== Segment start ==
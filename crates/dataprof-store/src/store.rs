//! Per-dataset artifact store with a write-once cache discipline.

use std::fs::{self, File};
use std::io::Write;
use std::path::{Path, PathBuf};

use serde_json::Value;
use tracing::{debug, info};

use dataprof_model::{DatasetRef, blank_nulls};

use crate::artifact::{ArtifactKind, GRAPHS_DIR};
use crate::error::{Result, StoreError};

/// Filesystem store of profiling artifacts, keyed by dataset and kind.
///
/// Artifacts are trusted once written; there is no invalidation. A stale
/// cache after the source file changes is accepted, callers delete the
/// dataset folder to force a recompute. Concurrent `compute_if_absent`
/// calls may both compute; the last rename wins and both see valid JSON.
#[derive(Debug, Clone)]
pub struct ArtifactStore {
    data_root: PathBuf,
    upload_root: PathBuf,
}

impl ArtifactStore {
    pub fn new(data_root: impl Into<PathBuf>, upload_root: impl Into<PathBuf>) -> Self {
        Self {
            data_root: data_root.into(),
            upload_root: upload_root.into(),
        }
    }

    /// Folder holding this dataset's artifacts.
    pub fn dataset_folder(&self, dataset: &DatasetRef) -> PathBuf {
        dataset.folder(&self.data_root, &self.upload_root)
    }

    /// Full path of one artifact.
    pub fn artifact_path(&self, dataset: &DatasetRef, kind: ArtifactKind) -> PathBuf {
        self.dataset_folder(dataset).join(kind.file_name())
    }

    /// Create the dataset folder and its `graphs/` subfolder.
    pub fn prepare(&self, dataset: &DatasetRef) -> Result<PathBuf> {
        let folder = self.dataset_folder(dataset);
        let graphs = folder.join(GRAPHS_DIR);
        fs::create_dir_all(&graphs).map_err(|e| StoreError::Io {
            operation: "create directory",
            path: graphs,
            source: e,
        })?;
        Ok(folder)
    }

    pub fn exists(&self, dataset: &DatasetRef, kind: ArtifactKind) -> bool {
        self.artifact_path(dataset, kind).exists()
    }

    /// Read a cached artifact back as JSON.
    pub fn read(&self, dataset: &DatasetRef, kind: ArtifactKind) -> Result<Value> {
        let path = self.artifact_path(dataset, kind);
        let text = fs::read_to_string(&path).map_err(|e| StoreError::Io {
            operation: "read",
            path: path.clone(),
            source: e,
        })?;
        serde_json::from_str(&text).map_err(|e| StoreError::Corrupt { path, source: e })
    }

    /// Write an artifact, normalizing JSON nulls to empty strings first.
    ///
    /// Atomic: the document lands in a temp file in the same folder and is
    /// renamed into place, so readers never observe a partial artifact.
    pub fn write(&self, dataset: &DatasetRef, kind: ArtifactKind, mut value: Value) -> Result<()> {
        blank_nulls(&mut value);
        let path = self.artifact_path(dataset, kind);
        self.prepare(dataset)?;

        let temp_path = path.with_extension("json.tmp");
        let mut file = File::create(&temp_path).map_err(|e| StoreError::Io {
            operation: "create",
            path: temp_path.clone(),
            source: e,
        })?;
        let text = serde_json::to_string_pretty(&value).map_err(|e| StoreError::Corrupt {
            path: path.clone(),
            source: e,
        })?;
        file.write_all(text.as_bytes()).map_err(|e| StoreError::Io {
            operation: "write",
            path: temp_path.clone(),
            source: e,
        })?;
        file.sync_all().map_err(|e| StoreError::Io {
            operation: "sync",
            path: temp_path.clone(),
            source: e,
        })?;
        fs::rename(&temp_path, &path).map_err(|e| StoreError::AtomicWriteFailed {
            temp_path,
            target_path: path.clone(),
            source: e,
        })?;

        info!(artifact = %kind, path = %path.display(), "artifact written");
        Ok(())
    }

    /// Return the cached artifact, computing and caching it on a miss.
    pub fn compute_if_absent<F>(
        &self,
        dataset: &DatasetRef,
        kind: ArtifactKind,
        compute: F,
    ) -> Result<Value>
    where
        F: FnOnce() -> Result<Value>,
    {
        if self.exists(dataset, kind) {
            debug!(artifact = %kind, "cache hit");
            return self.read(dataset, kind);
        }
        let value = compute()?;
        self.write(dataset, kind, value)?;
        self.read(dataset, kind)
    }

    /// Copy the raw source file into the dataset folder, next to the
    /// artifacts, so the folder is self-contained.
    pub fn stash_source(&self, dataset: &DatasetRef, source: &Path) -> Result<PathBuf> {
        let folder = self.prepare(dataset)?;
        let target = folder.join(&dataset.file_name);
        if target != source {
            fs::copy(source, &target).map_err(|e| StoreError::Io {
                operation: "copy",
                path: target.clone(),
                source: e,
            })?;
        }
        Ok(target)
    }
}

#[cfg(test)]
mod tests {
    use super::*;
    use serde_json::json;
    use std::cell::Cell;
    use tempfile::tempdir;

    fn setup() -> (tempfile::TempDir, ArtifactStore, DatasetRef) {
        let dir = tempdir().unwrap();
        let store = ArtifactStore::new(dir.path().join("data"), dir.path().join("uploads"));
        let dataset = DatasetRef::new("us-500.csv").with_title("us-500");
        (dir, store, dataset)
    }

    #[test]
    fn test_write_then_read_round_trip() {
        let (_dir, store, ds) = setup();
        let value = json!([{"feat_name": "zip", "feat_mean": "1.000"}]);
        store.write(&ds, ArtifactKind::Features, value.clone()).unwrap();
        assert!(store.exists(&ds, ArtifactKind::Features));
        assert_eq!(store.read(&ds, ArtifactKind::Features).unwrap(), value);
    }

    #[test]
    fn test_write_blanks_nulls() {
        let (_dir, store, ds) = setup();
        store
            .write(&ds, ArtifactKind::Features, json!([{"feat_mean": null}]))
            .unwrap();
        let back = store.read(&ds, ArtifactKind::Features).unwrap();
        assert_eq!(back, json!([{"feat_mean": ""}]));
    }

    #[test]
    fn test_prepare_creates_graphs_folder() {
        let (_dir, store, ds) = setup();
        let folder = store.prepare(&ds).unwrap();
        assert!(folder.join(GRAPHS_DIR).is_dir());
    }

    #[test]
    fn test_compute_if_absent_caches() {
        let (_dir, store, ds) = setup();
        let calls = Cell::new(0u32);
        let compute = || {
            calls.set(calls.get() + 1);
            Ok(json!({"rows": 3}))
        };

        let first = store
            .compute_if_absent(&ds, ArtifactKind::Summary, compute)
            .unwrap();
        let second = store
            .compute_if_absent(&ds, ArtifactKind::Summary, || {
                calls.set(calls.get() + 1);
                Ok(json!({"rows": 999}))
            })
            .unwrap();

        assert_eq!(calls.get(), 1);
        assert_eq!(first, second);
    }

    #[test]
    fn test_last_writer_wins() {
        // Two overlapping computes are allowed; the later write replaces
        // the earlier one wholesale.
        let (_dir, store, ds) = setup();
        store.write(&ds, ArtifactKind::Summary, json!({"rows": 1})).unwrap();
        store.write(&ds, ArtifactKind::Summary, json!({"rows": 2})).unwrap();
        assert_eq!(
            store.read(&ds, ArtifactKind::Summary).unwrap(),
            json!({"rows": 2})
        );
    }

    #[test]
    fn test_uploaded_flag_selects_root() {
        let (dir, store, _) = setup();
        let uploaded = DatasetRef::new("x.csv").with_title("x").with_uploaded(true);
        store.prepare(&uploaded).unwrap();
        assert!(dir.path().join("uploads").join("x").is_dir());
        assert!(!dir.path().join("data").join("x").exists());
    }

    #[test]
    fn test_stash_source() {
        let (dir, store, ds) = setup();
        let src = dir.path().join("us-500.csv");
        std::fs::write(&src, "zip\n70116\n").unwrap();
        let target = store.stash_source(&ds, &src).unwrap();
        assert_eq!(std::fs::read_to_string(target).unwrap(), "zip\n70116\n");
    }
}
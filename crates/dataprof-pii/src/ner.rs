//! Named-entity recognition collaborator.
//!
//! The scorer consumes an [`EntityRecognizer`]; a hosted model sits behind
//! this trait in production. The shipped [`HeuristicRecognizer`] covers the
//! common cases with lexical rules so the engine works out of the box.

use std::sync::LazyLock;

use regex::Regex;

use crate::detectors::is_date;

/// One recognized entity: a text span and its category label.
#[derive(Debug, Clone, PartialEq, Eq)]
pub struct Entity {
    pub text: String,
    pub label: String,
}

/// Recognizes entities in a single cell of text.
pub trait EntityRecognizer: Send + Sync {
    fn recognize(&self, text: &str) -> Vec<Entity>;
}

/// Labels that never count toward a PII score: ordinary numeric and
/// calendar content.
pub const EXCLUDED_LABELS: &[&str] = &["CARDINAL", "ORDINAL", "DATE", "TIME", "PERCENT", "MONEY"];

/// True when a label is tallied by the scorer.
pub fn label_counts(label: &str) -> bool {
    !EXCLUDED_LABELS.contains(&label)
}

static CAPITALIZED_NAME: LazyLock<Regex> = LazyLock::new(|| {
    // Segments may be a bare capital: the "O" in O'Brien.
    Regex::new(r"^[A-Z][a-z]*(?:['-][A-Z][a-z]*)*$").expect("capitalized-name regex")
});

static QUANTITY: LazyLock<Regex> = LazyLock::new(|| {
    Regex::new(r"(?i)^\d+(\.\d+)?\s*(kg|g|lb|lbs|oz|km|mi|miles|m|cm|ft|in|l|ml|gal)$")
        .expect("quantity regex")
});

static ORDINAL: LazyLock<Regex> =
    LazyLock::new(|| Regex::new(r"(?i)^\d+(st|nd|rd|th)$").expect("ordinal regex"));

const ORG_SUFFIXES: &[&str] = &[
    "inc", "llc", "corp", "ltd", "co", "company", "group", "corporation", "plc",
];

const US_STATE_CODES: &[&str] = &[
    "AL", "AK", "AZ", "AR", "CA", "CO", "CT", "DE", "FL", "GA", "HI", "ID", "IL", "IN", "IA",
    "KS", "KY", "LA", "ME", "MD", "MA", "MI", "MN", "MS", "MO", "MT", "NE", "NV", "NH", "NJ",
    "NM", "NY", "NC", "ND", "OH", "OK", "OR", "PA", "RI", "SC", "SD", "TN", "TX", "UT", "VT",
    "VA", "WA", "WV", "WI", "WY", "DC",
];

/// Rule-based recognizer used when no external model is wired in.
///
/// Capitalized alphabetic spans are labeled PERSON (ORG when an
/// organization suffix is present, GPE for state codes); numeric, date,
/// percent, money, and quantity content gets the matching excluded label.
#[derive(Debug, Clone, Copy, Default)]
pub struct HeuristicRecognizer;

impl EntityRecognizer for HeuristicRecognizer {
    fn recognize(&self, text: &str) -> Vec<Entity> {
        let trimmed = text.trim();
        if trimmed.is_empty() {
            return Vec::new();
        }

        if let Some(label) = scalar_label(trimmed) {
            return vec![Entity {
                text: trimmed.to_string(),
                label: label.to_string(),
            }];
        }

        let tokens: Vec<&str> = trimmed.split_whitespace().collect();
        if tokens.is_empty() || tokens.len() > 4 {
            return Vec::new();
        }

        if US_STATE_CODES.contains(&trimmed) {
            return vec![Entity {
                text: trimmed.to_string(),
                label: "GPE".to_string(),
            }];
        }

        let has_org_suffix = tokens.iter().any(|t| {
            ORG_SUFFIXES.contains(&t.trim_matches(|c: char| c == '.' || c == ',')
                .to_lowercase()
                .as_str())
        });
        let all_capitalized = tokens.iter().all(|t| CAPITALIZED_NAME.is_match(t));

        if has_org_suffix {
            return vec![Entity {
                text: trimmed.to_string(),
                label: "ORG".to_string(),
            }];
        }
        if all_capitalized {
            return vec![Entity {
                text: trimmed.to_string(),
                label: "PERSON".to_string(),
            }];
        }

        Vec::new()
    }
}

fn scalar_label(text: &str) -> Option<&'static str> {
    if is_date(text) {
        return Some("DATE");
    }
    if text.ends_with('%') && text[..text.len() - 1].trim().parse::<f64>().is_ok() {
        return Some("PERCENT");
    }
    if let Some(stripped) = text.strip_prefix('$')
        && stripped.replace(',', "").parse::<f64>().is_ok()
    {
        return Some("MONEY");
    }
    if ORDINAL.is_match(text) {
        return Some("ORDINAL");
    }
    if QUANTITY.is_match(text) {
        return Some("QUANTITY");
    }
    if text.replace(',', "").parse::<f64>().is_ok() {
        return Some("CARDINAL");
    }
    None
}
//! Fixed policy constants shared across the workspace.

/// Maximum number of rows loaded from a dataset.
pub const MAX_ROWS: usize = 10_000;

/// Maximum number of columns loaded from a dataset.
pub const MAX_COLUMNS: usize = 500;

/// Uniqueness ratio below which a numeric column is treated as Categorical.
pub const UNIQUENESS_CUTOFF: f64 = 0.10;

/// Winning PII score (integer percent) must exceed this for `is_pii = true`.
pub const PII_THRESHOLD: u32 = 50;

/// Scores at or below this are zeroed for suppressed categories
/// (`zip_codes`, `dates`, `QUANTITY`).
pub const SUPPRESSION_THRESHOLD: u32 = 80;

/// Number of leading rows fed to the entity recognizer per column.
pub const NER_SAMPLE_SIZE: usize = 30;

/// Length of the most/least-common value lists in Feature records.
pub const TOP_N: usize = 5;

/// Marker substituted for blank string cells when missing-filtering is on.
pub const MISSING_MARKER: &str = "Missing";
//! Library components for the dataset profiler CLI.

pub mod logging;
pub mod pipeline;
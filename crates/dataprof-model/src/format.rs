//! Shared output formatting.
//!
//! Every rounded numeric value in the JSON artifacts goes through [`round3`],
//! and every artifact is passed through [`blank_nulls`] before it is written
//! so that absent values emit as empty strings rather than `null` literals.

use serde_json::Value;

/// Format a number with fixed 3-decimal rounding.
///
/// # Examples
///
/// ```
/// use dataprof_model::round3;
///
/// assert_eq!(round3(1.0), "1.000");
/// assert_eq!(round3(2.71828), "2.718");
/// assert_eq!(round3(-0.0005), "-0.001");
/// ```
pub fn round3(value: f64) -> String {
    format!("{value:.3}")
}

/// [`round3`] lifted over `Option`, yielding `None` for `None` and NaN.
pub fn round3_opt(value: Option<f64>) -> Option<String> {
    value.filter(|v| !v.is_nan()).map(round3)
}

/// Replace every JSON `null` with an empty string, recursively.
///
/// Artifacts never contain `null`/`None` literals in their final form; this
/// is applied once at the serialization boundary.
pub fn blank_nulls(value: &mut Value) {
    match value {
        Value::Null => *value = Value::String(String::new()),
        Value::Array(items) => {
            for item in items {
                blank_nulls(item);
            }
        }
        Value::Object(map) => {
            for (_, item) in map.iter_mut() {
                blank_nulls(item);
            }
        }
        _ => {}
    }
}

#[cfg(test)]
mod tests {
    use super::*;
    use serde_json::json;

    #[test]
    fn test_round3() {
        assert_eq!(round3(0.0), "0.000");
        assert_eq!(round3(12.34567), "12.346");
        assert_eq!(round3(-1.5), "-1.500");
    }

    #[test]
    fn test_round3_opt() {
        assert_eq!(round3_opt(Some(1.0)), Some("1.000".to_string()));
        assert_eq!(round3_opt(None), None);
        assert_eq!(round3_opt(Some(f64::NAN)), None);
    }

    #[test]
    fn test_blank_nulls_nested() {
        let mut value = json!({
            "a": null,
            "b": [null, 1, "x"],
            "c": {"d": null, "e": 2.5}
        });
        blank_nulls(&mut value);
        assert_eq!(
            value,
            json!({
                "a": "",
                "b": ["", 1, "x"],
                "c": {"d": "", "e": 2.5}
            })
        );
    }

    #[test]
    fn test_blank_nulls_leaves_scalars() {
        let mut value = json!({"n": 3, "s": "text", "f": false});
        blank_nulls(&mut value);
        assert_eq!(value, json!({"n": 3, "s": "text", "f": false}));
    }
}
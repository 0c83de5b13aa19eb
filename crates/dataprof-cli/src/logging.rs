//! Logging infrastructure using `tracing` and `tracing-subscriber`.
//!
//! # Log Levels
//!
//! - `error`: load failures, fatal errors
//! - `warn`: swallowed validation failures, suspicious input
//! - `info`: pipeline stage progress, artifact writes
//! - `debug`: per-column processing detail
//! - `trace`: row-level data (requires explicit `--log-data` for PII safety)
//!
//! Cell values routed through [`redact_value`] are replaced with
//! [`REDACTED_VALUE`] unless `--log-data` was passed; profiled datasets
//! are assumed to contain personal information until proven otherwise.

use std::fs::OpenOptions;
use std::io::{self, Write};
use std::path::PathBuf;
use std::sync::atomic::{AtomicBool, Ordering};
use std::sync::{Arc, Mutex};
use tracing::level_filters::LevelFilter;
use tracing_subscriber::{
    EnvFilter,
    fmt::{self, MakeWriter},
    layer::SubscriberExt,
    util::SubscriberInitExt,
};

static LOG_DATA_ENABLED: AtomicBool = AtomicBool::new(false);

/// Placeholder used when row-level logging is disabled.
pub const REDACTED_VALUE: &str = "[REDACTED]";

/// Returns true if row-level logging is explicitly enabled.
pub fn log_data_enabled() -> bool {
    LOG_DATA_ENABLED.load(Ordering::Relaxed)
}

/// Returns the input value when data logging is enabled, otherwise a
/// redacted token.
pub fn redact_value(value: &str) -> &str {
    if log_data_enabled() {
        value
    } else {
        REDACTED_VALUE
    }
}

/// Configuration for logging behavior.
#[derive(Debug, Clone)]
pub struct LogConfig {
    /// Maximum level to emit.
    pub level_filter: LevelFilter,
    /// Honor a `RUST_LOG` environment override instead of `level_filter`.
    pub use_env_filter: bool,
    /// Output format.
    pub format: LogFormat,
    /// Optional log file path. When set, logs are written to the file.
    pub log_file: Option<PathBuf>,
    /// Whether to use ANSI colors in output.
    pub with_ansi: bool,
    /// Whether to include target (module path) in log output.
    pub with_target: bool,
    /// Whether to include timestamps in log output.
    pub with_timestamps: bool,
    /// Whether row-level (PII) values may be logged.
    pub log_data: bool,
}

/// Log output format.
#[derive(Debug, Clone, Copy, Default, PartialEq, Eq)]
pub enum LogFormat {
    /// Human-readable pretty format with colors.
    #[default]
    Pretty,
    /// Compact single-line format.
    Compact,
    /// JSON format for machine parsing.
    Json,
}

impl Default for LogConfig {
    fn default() -> Self {
        Self {
            level_filter: LevelFilter::WARN,
            use_env_filter: true,
            format: LogFormat::default(),
            log_file: None,
            with_ansi: true,
            with_target: false,
            with_timestamps: false,
            log_data: false,
        }
    }
}

/// Initialize the global tracing subscriber with the given configuration.
///
/// This should be called once at application startup.
///
/// # Errors
///
/// Returns an error if the log file cannot be opened.
///
/// # Panics
///
/// Panics if called more than once or if subscriber initialization fails.
pub fn init_logging(config: &LogConfig) -> io::Result<()> {
    if let Some(path) = &config.log_file {
        let file = OpenOptions::new().create(true).append(true).open(path)?;
        init_logging_with_writer(config, SharedFileWriter::new(file));
    } else {
        init_logging_with_writer(config, io::stderr);
    }
    Ok(())
}

/// Initialize logging with a custom writer (useful for testing).
pub fn init_logging_with_writer<W>(config: &LogConfig, writer: W)
where
    W: for<'writer> MakeWriter<'writer> + Send + Sync + 'static,
{
    LOG_DATA_ENABLED.store(config.log_data, Ordering::Release);
    let filter = build_env_filter(config);

    match config.format {
        LogFormat::Json => {
            let layer = fmt::layer()
                .json()
                .with_writer(writer)
                .with_target(config.with_target);

            tracing_subscriber::registry()
                .with(filter)
                .with(layer)
                .init();
        }
        LogFormat::Compact => {
            let layer = fmt::layer()
                .compact()
                .with_writer(writer)
                .with_ansi(config.with_ansi)
                .with_target(config.with_target);

            if config.with_timestamps {
                tracing_subscriber::registry()
                    .with(filter)
                    .with(layer)
                    .init();
            } else {
                tracing_subscriber::registry()
                    .with(filter)
                    .with(layer.without_time())
                    .init();
            }
        }
        LogFormat::Pretty => {
            let layer = fmt::layer()
                .with_writer(writer)
                .with_ansi(config.with_ansi)
                .with_target(config.with_target);

            if config.with_timestamps {
                tracing_subscriber::registry()
                    .with(filter)
                    .with(layer)
                    .init();
            } else {
                tracing_subscriber::registry()
                    .with(filter)
                    .with(layer.without_time())
                    .init();
            }
        }
    }
}

#[derive(Clone)]
struct SharedFileWriter {
    file: Arc<Mutex<std::fs::File>>,
}

impl SharedFileWriter {
    fn new(file: std::fs::File) -> Self {
        Self {
            file: Arc::new(Mutex::new(file)),
        }
    }
}

struct SharedFileGuard {
    file: Arc<Mutex<std::fs::File>>,
}

impl Write for SharedFileGuard {
    fn write(&mut self, buf: &[u8]) -> io::Result<usize> {
        let mut guard = self
            .file
            .lock()
            .map_err(|_| io::Error::other("log file lock poisoned"))?;
        guard.write(buf)
    }

    fn flush(&mut self) -> io::Result<()> {
        let mut guard = self
            .file
            .lock()
            .map_err(|_| io::Error::other("log file lock poisoned"))?;
        guard.flush()
    }
}

impl<'a> MakeWriter<'a> for SharedFileWriter {
    type Writer = SharedFileGuard;

    fn make_writer(&'a self) -> Self::Writer {
        SharedFileGuard {
            file: Arc::clone(&self.file),
        }
    }
}

/// Build an `EnvFilter`, letting `RUST_LOG` override when permitted.
fn build_env_filter(config: &LogConfig) -> EnvFilter {
    let fallback = || {
        // Workspace crates at the configured level, external crates at
        // warn to reduce noise.
        let level = config.level_filter.to_string().to_lowercase();
        EnvFilter::new(format!(
            "warn,dataprof_cli={level},dataprof_ingest={level},\
             dataprof_model={level},dataprof_pii={level},\
             dataprof_profile={level},dataprof_store={level},\
             dataprof_validate={level}",
        ))
    };
    if config.use_env_filter {
        EnvFilter::try_from_default_env().unwrap_or_else(|_| fallback())
    } else {
        fallback()
    }
}

#[cfg(test)]
mod tests {
    use super::*;

    #[test]
    fn test_redacted_by_default() {
        assert_eq!(redact_value("jane@example.com"), REDACTED_VALUE);
    }

    #[test]
    fn test_default_config() {
        let config = LogConfig::default();
        assert_eq!(config.level_filter, LevelFilter::WARN);
        assert!(config.use_env_filter);
        assert!(!config.log_data);
    }
}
== Segment end ==
Nothing but a number should be given: how many lines in the records hold the word "OpenOptions".

2